* [Assignment]:
The records below should be printed once more, exactly as they appear.

--- Data for processing ---

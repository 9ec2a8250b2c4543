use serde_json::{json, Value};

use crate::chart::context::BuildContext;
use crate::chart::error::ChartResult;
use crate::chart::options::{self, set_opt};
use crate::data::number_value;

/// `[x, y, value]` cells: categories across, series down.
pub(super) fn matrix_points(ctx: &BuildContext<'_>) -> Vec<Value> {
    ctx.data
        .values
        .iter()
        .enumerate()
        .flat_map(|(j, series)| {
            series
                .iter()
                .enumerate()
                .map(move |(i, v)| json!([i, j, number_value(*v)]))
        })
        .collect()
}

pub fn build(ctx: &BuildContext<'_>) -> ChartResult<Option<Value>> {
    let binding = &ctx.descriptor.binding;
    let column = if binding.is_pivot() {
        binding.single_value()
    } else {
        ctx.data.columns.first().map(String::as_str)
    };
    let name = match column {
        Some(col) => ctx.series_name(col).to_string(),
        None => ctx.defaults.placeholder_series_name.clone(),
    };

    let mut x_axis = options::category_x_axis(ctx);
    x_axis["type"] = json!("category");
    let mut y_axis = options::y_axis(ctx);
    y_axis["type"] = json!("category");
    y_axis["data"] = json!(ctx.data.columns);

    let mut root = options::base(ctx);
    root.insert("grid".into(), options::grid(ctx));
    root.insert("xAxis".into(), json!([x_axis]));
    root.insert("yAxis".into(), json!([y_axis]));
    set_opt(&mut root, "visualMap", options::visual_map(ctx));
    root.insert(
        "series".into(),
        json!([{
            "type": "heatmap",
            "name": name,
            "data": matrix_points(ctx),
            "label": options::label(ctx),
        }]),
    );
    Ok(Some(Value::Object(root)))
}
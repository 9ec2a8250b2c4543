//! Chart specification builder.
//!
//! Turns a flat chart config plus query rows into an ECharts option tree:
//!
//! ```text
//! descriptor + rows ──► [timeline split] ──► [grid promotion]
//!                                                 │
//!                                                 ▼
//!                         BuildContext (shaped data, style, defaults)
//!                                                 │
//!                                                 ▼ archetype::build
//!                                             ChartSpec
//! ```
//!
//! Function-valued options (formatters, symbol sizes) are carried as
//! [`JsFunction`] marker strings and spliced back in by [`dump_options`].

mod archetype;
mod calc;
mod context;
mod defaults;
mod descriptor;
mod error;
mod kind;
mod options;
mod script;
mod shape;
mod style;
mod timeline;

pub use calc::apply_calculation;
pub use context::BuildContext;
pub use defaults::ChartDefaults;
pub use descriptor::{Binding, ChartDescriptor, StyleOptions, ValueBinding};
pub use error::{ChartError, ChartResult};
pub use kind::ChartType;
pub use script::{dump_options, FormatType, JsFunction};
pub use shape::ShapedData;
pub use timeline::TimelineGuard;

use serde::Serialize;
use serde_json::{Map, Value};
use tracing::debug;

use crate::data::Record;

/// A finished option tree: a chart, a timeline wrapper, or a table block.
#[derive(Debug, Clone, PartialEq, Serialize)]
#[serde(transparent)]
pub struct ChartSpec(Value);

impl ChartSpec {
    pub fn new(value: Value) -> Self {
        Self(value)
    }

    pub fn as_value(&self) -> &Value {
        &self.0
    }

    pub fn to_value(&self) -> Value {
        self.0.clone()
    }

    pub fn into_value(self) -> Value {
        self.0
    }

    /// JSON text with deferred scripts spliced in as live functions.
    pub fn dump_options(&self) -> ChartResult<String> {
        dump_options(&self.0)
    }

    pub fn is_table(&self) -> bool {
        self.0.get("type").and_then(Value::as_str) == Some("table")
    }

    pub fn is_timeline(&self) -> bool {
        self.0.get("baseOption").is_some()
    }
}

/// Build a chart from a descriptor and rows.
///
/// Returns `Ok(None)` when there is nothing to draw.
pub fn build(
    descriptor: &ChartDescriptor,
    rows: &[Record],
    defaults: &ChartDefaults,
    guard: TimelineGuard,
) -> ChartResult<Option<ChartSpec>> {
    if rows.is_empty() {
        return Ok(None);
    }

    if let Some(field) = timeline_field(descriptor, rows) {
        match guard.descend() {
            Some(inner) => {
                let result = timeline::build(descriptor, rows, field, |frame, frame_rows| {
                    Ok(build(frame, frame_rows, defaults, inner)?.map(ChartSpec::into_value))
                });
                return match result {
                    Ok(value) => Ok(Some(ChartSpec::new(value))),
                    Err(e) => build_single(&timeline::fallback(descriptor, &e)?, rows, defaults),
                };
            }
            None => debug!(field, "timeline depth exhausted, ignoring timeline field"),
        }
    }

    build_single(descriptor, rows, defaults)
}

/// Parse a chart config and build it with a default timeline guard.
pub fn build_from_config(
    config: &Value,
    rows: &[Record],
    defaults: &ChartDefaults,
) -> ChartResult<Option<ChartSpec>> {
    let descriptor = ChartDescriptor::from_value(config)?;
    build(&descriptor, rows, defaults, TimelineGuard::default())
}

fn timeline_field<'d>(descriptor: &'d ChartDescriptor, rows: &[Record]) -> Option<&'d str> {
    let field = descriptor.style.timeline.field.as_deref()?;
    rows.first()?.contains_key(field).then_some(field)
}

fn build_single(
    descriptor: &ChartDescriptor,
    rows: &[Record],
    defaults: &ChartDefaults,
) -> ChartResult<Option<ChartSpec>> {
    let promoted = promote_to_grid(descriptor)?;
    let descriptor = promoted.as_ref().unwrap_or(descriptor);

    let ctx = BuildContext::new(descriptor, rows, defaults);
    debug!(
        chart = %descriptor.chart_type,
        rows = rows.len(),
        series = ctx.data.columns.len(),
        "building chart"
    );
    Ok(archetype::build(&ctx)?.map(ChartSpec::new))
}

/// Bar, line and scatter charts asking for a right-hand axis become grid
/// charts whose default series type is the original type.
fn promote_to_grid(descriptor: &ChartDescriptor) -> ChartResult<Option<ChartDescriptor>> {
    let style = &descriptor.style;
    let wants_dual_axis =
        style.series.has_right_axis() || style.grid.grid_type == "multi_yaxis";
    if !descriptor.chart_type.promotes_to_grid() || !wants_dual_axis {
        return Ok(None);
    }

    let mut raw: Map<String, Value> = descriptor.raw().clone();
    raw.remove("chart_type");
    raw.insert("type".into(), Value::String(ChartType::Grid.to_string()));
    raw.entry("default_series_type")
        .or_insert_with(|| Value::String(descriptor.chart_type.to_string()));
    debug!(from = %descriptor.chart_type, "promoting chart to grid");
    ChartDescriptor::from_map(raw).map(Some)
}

---

* [Result]:
repository 9ec2a8250b2c4543
use serde_json::{json, Value};

use crate::chart::context::BuildContext;
use crate::chart::error::ChartResult;
use crate::chart::options::{self, set_opt};
use crate::data::number_value;

/// `[x, y, value]` cells: categories across, series down.
pub(super) fn matrix_points(ctx: &BuildContext<'_>) -> Vec<Value> {
    ctx.data
        .values
        .iter()
        .enumerate()
        .flat_map(|(j, series)| {
            series
                .iter()
                .enumerate()
                .map(move |(i, v)| json!([i, j, number_value(*v)]))
        })
        .collect()
}

pub fn build(ctx: &BuildContext<'_>) -> ChartResult<Option<Value>> {
    let binding = &ctx.descriptor.binding;
    let column = if binding.is_pivot() {
        binding.single_value()
    } else {
        ctx.data.columns.first().map(String::as_str)
    };
    let name = match column {
        Some(col) => ctx.series_name(col).to_string(),
        None => ctx.defaults.placeholder_series_name.clone(),
    };

    let mut x_axis = options::category_x_axis(ctx);
    x_axis["type"] = json!("category");
    let mut y_axis = options::y_axis(ctx);
    y_axis["type"] = json!("category");
    y_axis["data"] = json!(ctx.data.columns);

    let mut root = options::base(ctx);
    root.insert("grid".into(), options::grid(ctx));
    root.insert("xAxis".into(), json!([x_axis]));
    root.insert("yAxis".into(), json!([y_axis]));
    set_opt(&mut root, "visualMap", options::visual_map(ctx));
    root.insert(
        "series".into(),
        json!([{
            "type": "heatmap",
            "name": name,
            "data": matrix_points(ctx),
            "label": options::label(ctx),
        }]),
    );
    Ok(Some(Value::Object(root)))
}
repository 9ec2a8250b2c4543
//! Chart specification builder.
//!
//! Turns a flat chart config plus query rows into an ECharts option tree:
//!
//! ```text
//! descriptor + rows ──► [timeline split] ──► [grid promotion]
//!                                                 │
//!                                                 ▼
//!                         BuildContext (shaped data, style, defaults)
//!                                                 │
//!                                                 ▼ archetype::build
//!                                             ChartSpec
//! ```
//!
//! Function-valued options (formatters, symbol sizes) are carried as
//! [`JsFunction`] marker strings and spliced back in by [`dump_options`].

mod archetype;
mod calc;
mod context;
mod defaults;
mod descriptor;
mod error;
mod kind;
mod options;
mod script;
mod shape;
mod style;
mod timeline;

pub use calc::apply_calculation;
pub use context::BuildContext;
pub use defaults::ChartDefaults;
pub use descriptor::{Binding, ChartDescriptor, StyleOptions, ValueBinding};
pub use error::{ChartError, ChartResult};
pub use kind::ChartType;
pub use script::{dump_options, FormatType, JsFunction};
pub use shape::ShapedData;
pub use timeline::TimelineGuard;

use serde::Serialize;
use serde_json::{Map, Value};
use tracing::debug;

use crate::data::Record;

/// A finished option tree: a chart, a timeline wrapper, or a table block.
#[derive(Debug, Clone, PartialEq, Serialize)]
#[serde(transparent)]
pub struct ChartSpec(Value);

impl ChartSpec {
    pub fn new(value: Value) -> Self {
        Self(value)
    }

    pub fn as_value(&self) -> &Value {
        &self.0
    }

    pub fn to_value(&self) -> Value {
        self.0.clone()
    }

    pub fn into_value(self) -> Value {
        self.0
    }

    /// JSON text with deferred scripts spliced in as live functions.
    pub fn dump_options(&self) -> ChartResult<String> {
        dump_options(&self.0)
    }

    pub fn is_table(&self) -> bool {
        self.0.get("type").and_then(Value::as_str) == Some("table")
    }

    pub fn is_timeline(&self) -> bool {
        self.0.get("baseOption").is_some()
    }
}

/// Build a chart from a descriptor and rows.
///
/// Returns `Ok(None)` when there is nothing to draw.
pub fn build(
    descriptor: &ChartDescriptor,
    rows: &[Record],
    defaults: &ChartDefaults,
    guard: TimelineGuard,
) -> ChartResult<Option<ChartSpec>> {
    if rows.is_empty() {
        return Ok(None);
    }

    if let Some(field) = timeline_field(descriptor, rows) {
        match guard.descend() {
            Some(inner) => {
                let result = timeline::build(descriptor, rows, field, |frame, frame_rows| {
                    Ok(build(frame, frame_rows, defaults, inner)?.map(ChartSpec::into_value))
                });
                return match result {
                    Ok(value) => Ok(Some(ChartSpec::new(value))),
                    Err(e) => build_single(&timeline::fallback(descriptor, &e)?, rows, defaults),
                };
            }
            None => debug!(field, "timeline depth exhausted, ignoring timeline field"),
        }
    }

    build_single(descriptor, rows, defaults)
}

/// Parse a chart config and build it with a default timeline guard.
pub fn build_from_config(
    config: &Value,
    rows: &[Record],
    defaults: &ChartDefaults,
) -> ChartResult<Option<ChartSpec>> {
    let descriptor = ChartDescriptor::from_value(config)?;
    build(&descriptor, rows, defaults, TimelineGuard::default())
}

fn timeline_field<'d>(descriptor: &'d ChartDescriptor, rows: &[Record]) -> Option<&'d str> {
    let field = descriptor.style.timeline.field.as_deref()?;
    rows.first()?.contains_key(field).then_some(field)
}

fn build_single(
    descriptor: &ChartDescriptor,
    rows: &[Record],
    defaults: &ChartDefaults,
) -> ChartResult<Option<ChartSpec>> {
    let promoted = promote_to_grid(descriptor)?;
    let descriptor = promoted.as_ref().unwrap_or(descriptor);

    let ctx = BuildContext::new(descriptor, rows, defaults);
    debug!(
        chart = %descriptor.chart_type,
        rows = rows.len(),
        series = ctx.data.columns.len(),
        "building chart"
    );
    Ok(archetype::build(&ctx)?.map(ChartSpec::new))
}

/// Bar, line and scatter charts asking for a right-hand axis become grid
/// charts whose default series type is the original type.
fn promote_to_grid(descriptor: &ChartDescriptor) -> ChartResult<Option<ChartDescriptor>> {
    let style = &descriptor.style;
    let wants_dual_axis =
        style.series.has_right_axis() || style.grid.grid_type == "multi_yaxis";
    if !descriptor.chart_type.promotes_to_grid() || !wants_dual_axis {
        return Ok(None);
    }

    let mut raw: Map<String, Value> = descriptor.raw().clone();
    raw.remove("chart_type");
    raw.insert("type".into(), Value::String(ChartType::Grid.to_string()));
    raw.entry("default_series_type")
        .or_insert_with(|| Value::String(descriptor.chart_type.to_string()));
    debug!(from = %descriptor.chart_type, "promoting chart to grid");
    ChartDescriptor::from_map(raw).map(Some)
}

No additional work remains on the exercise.